Blocks are syntactic structures in Ruby; they are not objects, and cannot be manipulated as objects. It is possible, however, to create an object that represents a block. Depending on how the object is created, it is called a proc or a lambda. Procs have block-like behavior and lambdas have method-like behavior. Both, however, are instances of class Proc.

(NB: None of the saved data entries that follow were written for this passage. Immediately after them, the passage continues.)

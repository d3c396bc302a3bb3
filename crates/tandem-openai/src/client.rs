// SPDX-FileCopyrightText: 2026 Tandem Contributors
// SPDX-License-Identifier: MIT OR Apache-2.0

//! HTTP client for an OpenAI-compatible chat completions endpoint.
//!
//! Provides [`OpenAiClient`], which handles request construction, bearer
//! authentication, streaming SSE responses and transient error retry.

use std::time::Duration;

use reqwest::StatusCode;
use tracing::{debug, warn};

use tandem_config::model::RemoteConfig;
use tandem_core::TandemError;
use tandem_core::types::ChatTurn;

use crate::sse::{self, FrameStream};
use crate::types::{ApiErrorResponse, ChatCompletionRequest};

/// Environment variable consulted when no key is configured.
pub const API_KEY_ENV: &str = "OPENAI_API_KEY";

/// HTTP client for chat completions.
#[derive(Debug, Clone)]
pub struct OpenAiClient {
    client: reqwest::Client,
    api_url: String,
    api_key: Option<String>,
    model: String,
    temperature: f32,
    max_tokens: u32,
    max_retries: u32,
    retry_delay: Duration,
}

impl OpenAiClient {
    pub fn new(config: &RemoteConfig) -> Result<Self, TandemError> {
        let mut builder = reqwest::Client::builder();
        if let Some(secs) = config.timeout_secs {
            builder = builder.timeout(Duration::from_secs(secs));
        }
        let client = builder.build().map_err(|e| TandemError::Backend {
            message: format!("failed to build HTTP client: {e}"),
            source: Some(Box::new(e)),
        })?;

        Ok(Self {
            client,
            api_url: config.api_url.clone(),
            api_key: config.api_key.clone(),
            model: config.model.clone(),
            temperature: config.temperature,
            max_tokens: config.max_tokens,
            max_retries: config.max_retries,
            retry_delay: Duration::from_secs(1),
        })
    }

    /// Overrides the pause between retries.
    pub fn with_retry_delay(mut self, delay: Duration) -> Self {
        self.retry_delay = delay;
        self
    }

    pub fn model(&self) -> &str {
        &self.model
    }

    /// Whether a key is available from config or the environment.
    pub fn has_api_key(&self) -> bool {
        resolve_api_key(self.api_key.as_deref(), |name| std::env::var(name).ok()).is_ok()
    }

    /// Sends a streaming request and returns the decoded frame stream.
    ///
    /// A transient status (429, 500, 502, 503) is retried up to `max_retries`
    /// times. Retries only happen before any frame is returned.
    pub async fn stream_chat(&self, messages: &[ChatTurn]) -> Result<FrameStream, TandemError> {
        let api_key = resolve_api_key(self.api_key.as_deref(), |name| std::env::var(name).ok())?;
        let request = ChatCompletionRequest {
            model: &self.model,
            messages,
            temperature: self.temperature,
            max_tokens: self.max_tokens,
            stream: true,
        };

        let mut attempt = 0;
        loop {
            if attempt > 0 {
                warn!(attempt, "retrying chat completion after transient error");
                tokio::time::sleep(self.retry_delay).await;
            }

            let response = self
                .client
                .post(&self.api_url)
                .bearer_auth(&api_key)
                .json(&request)
                .send()
                .await
                .map_err(|e| TandemError::Backend {
                    message: format!("HTTP request failed: {e}"),
                    source: Some(Box::new(e)),
                })?;

            let status = response.status();
            debug!(%status, attempt, "chat completion response received");

            if status.is_success() {
                return Ok(sse::parse_sse_stream(response.bytes_stream()));
            }

            let body = response.text().await.unwrap_or_default();
            if is_transient_error(status) && attempt < self.max_retries {
                warn!(%status, "transient error, will retry");
                attempt += 1;
                continue;
            }

            return Err(TandemError::backend(error_message(status, &body)));
        }
    }
}

/// Key from config when non-empty, else from `OPENAI_API_KEY`.
pub(crate) fn resolve_api_key(
    configured: Option<&str>,
    env: impl Fn(&str) -> Option<String>,
) -> Result<String, TandemError> {
    if let Some(key) = configured.filter(|k| !k.is_empty()) {
        return Ok(key.to_string());
    }
    env(API_KEY_ENV).filter(|k| !k.is_empty()).ok_or_else(|| {
        TandemError::Config(format!(
            "OpenAI API key not found. Set remote.api_key in config or the {API_KEY_ENV} environment variable."
        ))
    })
}

/// The server's `error.message` when present, else a generic message.
fn error_message(status: StatusCode, body: &str) -> String {
    serde_json::from_str::<ApiErrorResponse>(body)
        .ok()
        .and_then(|e| e.error.message)
        .filter(|m| !m.is_empty())
        .unwrap_or_else(|| format!("Failed to generate AI response (HTTP {})", status.as_u16()))
}

fn is_transient_error(status: StatusCode) -> bool {
    matches!(status.as_u16(), 429 | 500 | 502 | 503)
}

The subsections that follow explain:

  • How to create Proc objects in both proc and lambda forms

  • How to invoke Proc objects

  • How to determine how many arguments a Proc expects

  • How to determine if two Proc objects are the same

  • How procs and lambdas differ from each other

Creating Procs

We’ve already seen one way to create a Proc object: by associating a block with a method that is defined with an ampersand-prefixed block argument. There is nothing preventing such a method from returning the Proc object for use outside the method:

# This method creates a proc from a block
def makeproc(&p)  # Convert associated block to a Proc and store in p
  p               # Return the Proc object
end

With a makeproc method like this defined, we can create a Proc object for ourselves:

adder = makeproc {|x,y| x+y }

The variable adder now refers to a Proc object. Proc objects created in this way are procs, not lambdas. All Proc objects have a call method that, when invoked, runs the code contained by the block from which the proc was created. For example:

sum = adder.call(2,2)  # => 4

In addition to being invoked, Proc objects can be passed to methods, stored in ...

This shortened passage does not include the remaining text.